Reddit user, u/Eniv3n, wanted to know:
I was about 9 years old, and my mom said we were going on a camping trip. I didn't really suspect anything, as it was summertime and we went camping a lot when I was younger. Although I did wonder why we were packing so much stuff. After a few weeks of "camping," I started to complain, but my mom kept insisting that it was good for us to get in touch with nature, etc. Then school started, and we were still camping. And we kept camping for another 6 months. When we finally got a house, my mom cried with joy. And we don't camp anymore.
I remember being really hungry and acting weird because of the low blood sugar, almost delirious. This was when I made a futile attempt to run away from an abusive home with no money. I ended up going back because of that.
It all Came Crashing Down.
I was only homeless for about six weeks, at 36 years of age. After several years of depression and anxiety slowly eroding my resources, relationships and general will to try anymore, I ended up having a final blowout with my gf, who reasonably couldn't handle me anymore.
I started sleeping at work, which wasn't even a full-time job.
The delicacy involved in not getting caught, and the freedom from the extremely unhealthy state my relationship had been in, kept my mind away from the absolute, abject terror that was hiding beneath the surface; the scary part of homelessness for me was the growing sense that if I fell any further I'd probably never get back up. It takes resources to be clean, fed and rested, and if you aren't those things it's very hard to get resources, let alone find the will to try. But that first night was all triage, all focused on being sure the second night wasn't going to be on the street.
I pulled it off for six weeks, and that time, actually, saved my life; I was away from conflict, intimately connected to how dire my circumstances had become, forced into a very regular schedule (routine is really good for me but nigh-impossible in a depressive state), and, without bills, was able to save enough for damage-deposit and rent.
I still struggle with depression in a pretty serious way but the animal terror of having no where and no one really seared itself into me.

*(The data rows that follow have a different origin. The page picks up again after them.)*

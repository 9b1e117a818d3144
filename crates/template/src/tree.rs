// SPDX-License-Identifier: BUSL-1.1
// Copyright (c) 2026 Alfred Jean LLC

//! Arena-backed XML tree.
//!
//! Nodes live in a flat arena and are addressed by `NodeId`, so
//! "replace this node with that list, then continue the walk" is a
//! well-defined splice of a child index list instead of live pointer
//! surgery. Detached nodes stay allocated until the tree is dropped;
//! ids are stable for the tree's lifetime.

use indexmap::IndexMap;

/// Index of a node within its tree's arena.
#[derive(Debug, Clone, Copy, PartialEq, Eq, Hash)]
pub struct NodeId(usize);

/// Payload of a node.
#[derive(Debug, Clone)]
pub enum NodeKind {
    /// Element with a tag name and attributes (attribute names are
    /// stored lowercase).
    Element {
        name: String,
        attrs: IndexMap<String, String>,
    },
    /// Character data.
    Text(String),
}

#[derive(Debug, Clone)]
struct Node {
    kind: NodeKind,
    parent: Option<NodeId>,
    children: Vec<NodeId>,
}

/// An XML document tree with one element root.
#[derive(Debug, Clone)]
pub struct XmlTree {
    nodes: Vec<Node>,
    root: NodeId,
}

impl XmlTree {
    /// Create a tree containing only an element root.
    pub fn new(root_name: &str) -> Self {
        let root = Node {
            kind: NodeKind::Element {
                name: root_name.to_string(),
                attrs: IndexMap::new(),
            },
            parent: None,
            children: Vec::new(),
        };
        Self {
            nodes: vec![root],
            root: NodeId(0),
        }
    }

    /// The root element.
    pub fn root(&self) -> NodeId {
        self.root
    }

    fn push(&mut self, node: Node) -> NodeId {
        let id = NodeId(self.nodes.len());
        self.nodes.push(node);
        id
    }

    /// Allocate a detached element node.
    pub fn new_element(&mut self, name: &str) -> NodeId {
        self.push(Node {
            kind: NodeKind::Element {
                name: name.to_string(),
                attrs: IndexMap::new(),
            },
            parent: None,
            children: Vec::new(),
        })
    }

    /// Allocate a detached text node.
    pub fn new_text(&mut self, text: &str) -> NodeId {
        self.push(Node {
            kind: NodeKind::Text(text.to_string()),
            parent: None,
            children: Vec::new(),
        })
    }

    /// Append a detached node as the last child of `parent`.
    pub fn append(&mut self, parent: NodeId, child: NodeId) {
        self.nodes[child.0].parent = Some(parent);
        self.nodes[parent.0].children.push(child);
    }

    /// The node's payload.
    pub fn kind(&self, id: NodeId) -> &NodeKind {
        &self.nodes[id.0].kind
    }

    /// True for element nodes.
    pub fn is_element(&self, id: NodeId) -> bool {
        matches!(self.nodes[id.0].kind, NodeKind::Element { .. })
    }

    /// Tag name of an element node.
    pub fn name(&self, id: NodeId) -> Option<&str> {
        match &self.nodes[id.0].kind {
            NodeKind::Element { name, .. } => Some(name),
            NodeKind::Text(_) => None,
        }
    }

    /// Attribute value of an element node. Attribute names are matched
    /// case-insensitively (they are normalized to lowercase at parse).
    pub fn attr(&self, id: NodeId, name: &str) -> Option<&str> {
        match &self.nodes[id.0].kind {
            NodeKind::Element { attrs, .. } => {
                attrs.get(&name.to_ascii_lowercase()).map(String::as_str)
            }
            NodeKind::Text(_) => None,
        }
    }

    /// Set an attribute on an element node. No-op on text nodes.
    pub fn set_attr(&mut self, id: NodeId, name: &str, value: &str) {
        if let NodeKind::Element { attrs, .. } = &mut self.nodes[id.0].kind {
            attrs.insert(name.to_ascii_lowercase(), value.to_string());
        }
    }

    /// Ordered children of a node.
    pub fn children(&self, id: NodeId) -> &[NodeId] {
        &self.nodes[id.0].children
    }

    /// Parent of a node, `None` for the root and detached nodes.
    pub fn parent(&self, id: NodeId) -> Option<NodeId> {
        self.nodes[id.0].parent
    }

    /// Concatenated text of all text descendants, in document order.
    pub fn text_content(&self, id: NodeId) -> String {
        let mut out = String::new();
        self.collect_text(id, &mut out);
        out
    }

    fn collect_text(&self, id: NodeId, out: &mut String) {
        match &self.nodes[id.0].kind {
            NodeKind::Text(text) => out.push_str(text),
            NodeKind::Element { .. } => {
                for child in &self.nodes[id.0].children {
                    self.collect_text(*child, out);
                }
            }
        }
    }

    /// Unlink a node from its parent. The node and its subtree stay
    /// allocated and addressable.
    pub fn detach(&mut self, id: NodeId) {
        if let Some(parent) = self.nodes[id.0].parent.take() {
            self.nodes[parent.0].children.retain(|c| *c != id);
        }
    }

    /// Splice `with` into the position of `id` under its parent,
    /// preserving document order. `id` becomes detached; nodes in `with`
    /// are re-parented. No-op when `id` has no parent.
    pub fn replace_with(&mut self, id: NodeId, with: &[NodeId]) {
        let Some(parent) = self.nodes[id.0].parent else {
            return;
        };
        for node in with {
            if let Some(old) = self.nodes[node.0].parent.take() {
                self.nodes[old.0].children.retain(|c| *c != *node);
            }
        }
        let children = &mut self.nodes[parent.0].children;
        let Some(position) = children.iter().position(|c| *c == id) else {
            return;
        };
        children.splice(position..=position, with.iter().copied());
        self.nodes[id.0].parent = None;
        for node in with {
            self.nodes[node.0].parent = Some(parent);
        }
    }

    /// Deep-copy a subtree within this tree. The copy is detached.
    pub fn clone_subtree(&mut self, id: NodeId) -> NodeId {
        let copy = self.push(Node {
            kind: self.nodes[id.0].kind.clone(),
            parent: None,
            children: Vec::new(),
        });
        let children = self.nodes[id.0].children.clone();
        for child in children {
            let child_copy = self.clone_subtree(child);
            self.append(copy, child_copy);
        }
        copy
    }

    /// Deep-copy a subtree from another tree into this one. The copy is
    /// detached.
    pub fn graft(&mut self, other: &XmlTree, other_id: NodeId) -> NodeId {
        let copy = self.push(Node {
            kind: other.nodes[other_id.0].kind.clone(),
            parent: None,
            children: Vec::new(),
        });
        for child in &other.nodes[other_id.0].children {
            let child_copy = self.graft(other, *child);
            self.append(copy, child_copy);
        }
        copy
    }

    /// Serialize a node, including its own tags, to bytes.
    pub fn render_bytes(&self, id: NodeId) -> Vec<u8> {
        let mut out = String::new();
        self.serialize(id, &mut out);
        out.into_bytes()
    }

    /// Serialize only a node's content (its children), to bytes.
    pub fn render_content_bytes(&self, id: NodeId) -> Vec<u8> {
        let mut out = String::new();
        for child in &self.nodes[id.0].children {
            self.serialize(*child, &mut out);
        }
        out.into_bytes()
    }

    fn serialize(&self, id: NodeId, out: &mut String) {
        match &self.nodes[id.0].kind {
            NodeKind::Text(text) => escape_text(text, out),
            NodeKind::Element { name, attrs } => {
                out.push('<');
                out.push_str(name);
                for (key, value) in attrs {
                    out.push(' ');
                    out.push_str(key);
                    out.push_str("=\"");
                    escape_attr(value, out);
                    out.push('"');
                }
                let children = &self.nodes[id.0].children;
                if children.is_empty() {
                    out.push_str("/>");
                } else {
                    out.push('>');
                    for child in children {
                        self.serialize(*child, out);
                    }
                    out.push_str("</");
                    out.push_str(name);
                    out.push('>');
                }
            }
        }
    }
}

fn escape_text(text: &str, out: &mut String) {
    for c in text.chars() {
        match c {
            '&' => out.push_str("&amp;"),
            '<' => out.push_str("&lt;"),
            '>' => out.push_str("&gt;"),
            _ => out.push(c),
        }
    }
}

fn escape_attr(value: &str, out: &mut String) {
    for c in value.chars() {
        match c {
            '&' => out.push_str("&amp;"),
            '<' => out.push_str("&lt;"),
            '"' => out.push_str("&quot;"),
            _ => out.push(c),
        }
    }
}

#[cfg(test)]
#[path = "tree_tests.rs"]
mod tests;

A better motivation would be the-future-i-want than the-future-i-fear, but as it stands I at least have a motivator strong enough to escape the incredible gravity of mental illness.
I was kicked out by my mother at 16 and spent 2 months homeless before the local authority placed me in foster care.
I think what hit me first was how my own mother could make one of her own children homeless. I felt like the least favorite of her children - it all came out of nowhere, I racked my brain for years after, trying to think of what I might have done in particular.
Also the crippling loneliness you feel when you are trying to get hold of people to ask for a place to sleep for the night. I could not feel more alone in the world when someone would either not answer my message or tell me they were busy.
I'm pretty sure I camped out in the park that night. Didn't sleep at all.
I was getting high, so it really didn't truly sink in until I was broke and dope sick. Then the desperation started. Going to gas stations jumping car to car asking for money. Stealing what I had to. It was a miserable existence. There are so many things you don't think about when your not homeless... taking a shower, washing your clothes, and the boredom. Hours upon hours of nothing to do. And the constant noise. There was nowhere to go where it was truly quiet.
Fortunately I eventually got arrested for shoplifting reached out to family who helped me get back on my feet.
Had a single mom. We slept in a station wagon at the lake. We thought it was just an amazing summer camping trip. Mom didn't sleep much at all and when she did the slightest sound/movement woke her. Kept a pistol within hands reach at night since we had the windows down.
Had to Go.
I lived at school until I dropped out due to a bunch of personal reasons piling up. My mom was mad that I dropped out and wouldn't even talk to me the first few days after and my relationship with my father is complicated/nonexistent.
I took the train to my home town, even though I didn't know what I would do or where I would go when I got there. I ended up staying the first night in my brothers room (not quite an apartment, just the one room with a kitchen and bathroom he shares with like 5 other people).
After that, I posted to social media that I was in this unfortunate situation, and a friend I had lost touch with despite once being very close offered that I could stay with him and his fiance until I got a place of my own.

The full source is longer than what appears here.